──────── Data listing
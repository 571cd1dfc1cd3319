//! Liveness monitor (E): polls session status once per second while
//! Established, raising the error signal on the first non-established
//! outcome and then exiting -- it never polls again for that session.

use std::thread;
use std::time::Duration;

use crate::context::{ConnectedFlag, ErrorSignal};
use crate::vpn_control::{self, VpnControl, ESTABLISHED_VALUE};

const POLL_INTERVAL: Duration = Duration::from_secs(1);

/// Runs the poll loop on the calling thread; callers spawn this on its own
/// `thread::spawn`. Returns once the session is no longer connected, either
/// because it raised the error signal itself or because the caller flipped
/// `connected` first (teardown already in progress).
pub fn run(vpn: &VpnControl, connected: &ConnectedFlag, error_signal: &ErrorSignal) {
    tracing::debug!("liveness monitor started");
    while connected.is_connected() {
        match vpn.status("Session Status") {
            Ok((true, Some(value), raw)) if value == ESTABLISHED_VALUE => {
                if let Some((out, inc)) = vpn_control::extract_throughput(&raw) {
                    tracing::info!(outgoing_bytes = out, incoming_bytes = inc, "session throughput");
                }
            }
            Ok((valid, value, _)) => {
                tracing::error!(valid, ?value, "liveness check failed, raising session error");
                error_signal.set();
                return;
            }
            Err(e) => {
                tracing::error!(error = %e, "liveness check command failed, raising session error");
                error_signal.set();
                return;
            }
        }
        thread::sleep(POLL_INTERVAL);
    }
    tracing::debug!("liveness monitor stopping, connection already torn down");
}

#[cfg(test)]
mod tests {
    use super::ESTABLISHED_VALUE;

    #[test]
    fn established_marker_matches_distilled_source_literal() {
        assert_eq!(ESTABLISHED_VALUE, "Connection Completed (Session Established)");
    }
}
────────────────
──────── Data listing
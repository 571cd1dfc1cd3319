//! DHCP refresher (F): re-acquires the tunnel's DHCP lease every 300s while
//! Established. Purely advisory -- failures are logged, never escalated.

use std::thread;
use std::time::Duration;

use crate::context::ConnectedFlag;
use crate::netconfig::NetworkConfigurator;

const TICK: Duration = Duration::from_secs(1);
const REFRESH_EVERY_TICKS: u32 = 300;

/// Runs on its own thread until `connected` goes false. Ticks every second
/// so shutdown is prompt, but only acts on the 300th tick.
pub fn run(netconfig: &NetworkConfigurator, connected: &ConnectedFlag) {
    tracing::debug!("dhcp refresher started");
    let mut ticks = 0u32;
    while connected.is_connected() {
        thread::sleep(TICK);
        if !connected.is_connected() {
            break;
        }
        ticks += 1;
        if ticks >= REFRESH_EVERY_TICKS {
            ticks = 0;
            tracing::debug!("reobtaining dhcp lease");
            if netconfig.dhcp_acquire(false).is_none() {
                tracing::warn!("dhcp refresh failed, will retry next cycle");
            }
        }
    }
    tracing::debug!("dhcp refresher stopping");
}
────────────────
──────── Data listing
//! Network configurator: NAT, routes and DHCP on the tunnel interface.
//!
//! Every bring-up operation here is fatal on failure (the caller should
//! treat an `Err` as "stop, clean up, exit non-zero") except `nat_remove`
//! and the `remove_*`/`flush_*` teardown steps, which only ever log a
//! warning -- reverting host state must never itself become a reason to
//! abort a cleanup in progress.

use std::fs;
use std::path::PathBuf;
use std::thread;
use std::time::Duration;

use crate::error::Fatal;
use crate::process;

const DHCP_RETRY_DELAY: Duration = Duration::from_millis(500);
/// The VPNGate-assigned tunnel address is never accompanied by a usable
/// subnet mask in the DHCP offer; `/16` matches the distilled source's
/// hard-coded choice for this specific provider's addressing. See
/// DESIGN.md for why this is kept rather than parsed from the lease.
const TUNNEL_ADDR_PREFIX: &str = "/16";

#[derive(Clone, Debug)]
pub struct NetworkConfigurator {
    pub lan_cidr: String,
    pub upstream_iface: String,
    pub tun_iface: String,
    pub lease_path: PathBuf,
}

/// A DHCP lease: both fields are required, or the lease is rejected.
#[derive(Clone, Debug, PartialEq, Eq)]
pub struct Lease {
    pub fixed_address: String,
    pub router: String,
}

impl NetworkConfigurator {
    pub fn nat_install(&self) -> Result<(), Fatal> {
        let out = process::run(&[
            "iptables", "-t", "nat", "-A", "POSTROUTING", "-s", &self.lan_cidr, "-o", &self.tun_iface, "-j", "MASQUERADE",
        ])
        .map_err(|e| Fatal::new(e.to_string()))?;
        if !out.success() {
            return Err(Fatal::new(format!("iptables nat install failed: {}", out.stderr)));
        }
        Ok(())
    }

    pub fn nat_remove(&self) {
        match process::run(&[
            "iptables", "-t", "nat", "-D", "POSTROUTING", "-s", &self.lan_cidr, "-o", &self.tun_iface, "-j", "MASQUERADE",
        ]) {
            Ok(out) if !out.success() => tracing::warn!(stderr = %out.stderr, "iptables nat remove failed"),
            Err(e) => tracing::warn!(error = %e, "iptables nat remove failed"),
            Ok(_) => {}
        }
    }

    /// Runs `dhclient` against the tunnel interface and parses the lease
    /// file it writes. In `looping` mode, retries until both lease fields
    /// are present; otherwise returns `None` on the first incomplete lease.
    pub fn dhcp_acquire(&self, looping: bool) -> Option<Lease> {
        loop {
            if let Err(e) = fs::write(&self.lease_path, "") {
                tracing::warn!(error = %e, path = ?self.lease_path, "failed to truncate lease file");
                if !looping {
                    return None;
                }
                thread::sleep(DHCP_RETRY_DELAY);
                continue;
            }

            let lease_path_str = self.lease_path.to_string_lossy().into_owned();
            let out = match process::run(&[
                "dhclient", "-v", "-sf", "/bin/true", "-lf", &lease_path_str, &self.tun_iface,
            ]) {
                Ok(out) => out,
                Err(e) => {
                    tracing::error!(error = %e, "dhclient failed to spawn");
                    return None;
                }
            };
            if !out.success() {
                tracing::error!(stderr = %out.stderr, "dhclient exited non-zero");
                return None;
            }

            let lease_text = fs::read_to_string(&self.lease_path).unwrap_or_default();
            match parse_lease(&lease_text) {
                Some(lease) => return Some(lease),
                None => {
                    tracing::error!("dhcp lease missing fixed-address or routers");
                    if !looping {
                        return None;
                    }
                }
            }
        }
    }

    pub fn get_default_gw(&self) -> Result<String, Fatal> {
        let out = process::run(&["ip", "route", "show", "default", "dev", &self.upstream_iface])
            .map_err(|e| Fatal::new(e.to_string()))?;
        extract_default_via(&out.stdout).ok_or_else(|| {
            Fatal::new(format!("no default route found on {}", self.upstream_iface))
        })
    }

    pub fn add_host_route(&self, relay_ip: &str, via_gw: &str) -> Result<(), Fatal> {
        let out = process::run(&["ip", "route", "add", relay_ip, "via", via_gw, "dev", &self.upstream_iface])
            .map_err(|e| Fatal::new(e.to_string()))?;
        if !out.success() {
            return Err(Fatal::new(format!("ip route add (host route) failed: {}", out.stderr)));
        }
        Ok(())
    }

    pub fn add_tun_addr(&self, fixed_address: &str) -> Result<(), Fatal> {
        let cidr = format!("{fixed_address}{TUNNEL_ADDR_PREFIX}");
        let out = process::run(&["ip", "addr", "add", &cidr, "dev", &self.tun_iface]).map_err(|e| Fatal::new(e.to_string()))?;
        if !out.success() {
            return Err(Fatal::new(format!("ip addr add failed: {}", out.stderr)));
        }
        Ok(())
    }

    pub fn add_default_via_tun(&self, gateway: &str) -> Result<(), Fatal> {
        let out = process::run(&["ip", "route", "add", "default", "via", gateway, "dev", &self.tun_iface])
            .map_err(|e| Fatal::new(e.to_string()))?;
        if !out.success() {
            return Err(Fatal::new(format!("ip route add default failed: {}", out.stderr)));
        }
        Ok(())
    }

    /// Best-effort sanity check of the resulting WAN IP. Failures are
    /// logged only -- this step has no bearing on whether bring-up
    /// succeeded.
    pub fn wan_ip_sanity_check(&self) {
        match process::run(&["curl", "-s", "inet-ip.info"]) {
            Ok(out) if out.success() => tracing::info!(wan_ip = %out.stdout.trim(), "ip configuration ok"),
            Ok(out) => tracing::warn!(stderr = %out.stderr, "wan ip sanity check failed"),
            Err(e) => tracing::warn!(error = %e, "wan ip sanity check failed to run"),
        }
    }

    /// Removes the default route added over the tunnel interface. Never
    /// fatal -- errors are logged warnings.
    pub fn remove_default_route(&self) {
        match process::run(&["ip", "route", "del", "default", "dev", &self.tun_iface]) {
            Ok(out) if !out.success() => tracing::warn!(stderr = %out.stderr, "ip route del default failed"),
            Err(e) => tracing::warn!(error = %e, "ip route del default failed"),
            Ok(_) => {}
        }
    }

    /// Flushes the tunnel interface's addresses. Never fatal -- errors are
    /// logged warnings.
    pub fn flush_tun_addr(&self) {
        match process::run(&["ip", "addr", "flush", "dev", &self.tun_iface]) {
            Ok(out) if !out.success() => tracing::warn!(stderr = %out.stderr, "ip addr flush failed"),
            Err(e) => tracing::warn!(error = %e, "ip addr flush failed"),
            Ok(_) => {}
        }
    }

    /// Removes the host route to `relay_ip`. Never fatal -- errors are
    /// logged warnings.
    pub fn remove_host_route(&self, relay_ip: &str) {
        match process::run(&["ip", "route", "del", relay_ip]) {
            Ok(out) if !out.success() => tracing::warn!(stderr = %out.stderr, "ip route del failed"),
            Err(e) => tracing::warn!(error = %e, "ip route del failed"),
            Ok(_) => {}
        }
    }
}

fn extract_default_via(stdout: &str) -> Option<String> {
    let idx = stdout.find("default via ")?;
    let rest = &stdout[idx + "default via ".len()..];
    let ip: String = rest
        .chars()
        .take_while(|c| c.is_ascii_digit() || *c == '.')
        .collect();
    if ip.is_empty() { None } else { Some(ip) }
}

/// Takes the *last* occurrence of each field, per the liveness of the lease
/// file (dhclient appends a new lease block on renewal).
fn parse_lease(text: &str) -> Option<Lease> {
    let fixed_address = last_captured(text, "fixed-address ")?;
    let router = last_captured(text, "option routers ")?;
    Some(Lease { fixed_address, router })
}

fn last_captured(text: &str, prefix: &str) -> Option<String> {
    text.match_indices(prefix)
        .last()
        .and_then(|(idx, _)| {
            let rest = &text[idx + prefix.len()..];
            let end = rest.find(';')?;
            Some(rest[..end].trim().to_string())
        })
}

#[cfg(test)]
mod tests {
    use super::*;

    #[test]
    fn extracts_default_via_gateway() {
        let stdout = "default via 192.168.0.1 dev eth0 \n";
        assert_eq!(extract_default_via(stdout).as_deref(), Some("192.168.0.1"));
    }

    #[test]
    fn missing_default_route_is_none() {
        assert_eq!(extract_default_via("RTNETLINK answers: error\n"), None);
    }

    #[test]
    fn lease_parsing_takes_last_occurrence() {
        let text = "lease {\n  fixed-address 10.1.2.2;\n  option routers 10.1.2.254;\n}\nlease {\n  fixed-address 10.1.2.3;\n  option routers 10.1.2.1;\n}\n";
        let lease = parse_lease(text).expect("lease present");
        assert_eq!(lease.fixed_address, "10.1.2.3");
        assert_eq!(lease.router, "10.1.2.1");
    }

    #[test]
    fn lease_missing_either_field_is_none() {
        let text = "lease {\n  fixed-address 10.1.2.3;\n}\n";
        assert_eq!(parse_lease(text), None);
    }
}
────────────────
Aim of the exercise
Copy every line of the records above that contains "teardown".

Result of the exercise
/// `connected` first (teardown already in progress).
//! and the `remove_*`/`flush_*` teardown steps, which only ever log a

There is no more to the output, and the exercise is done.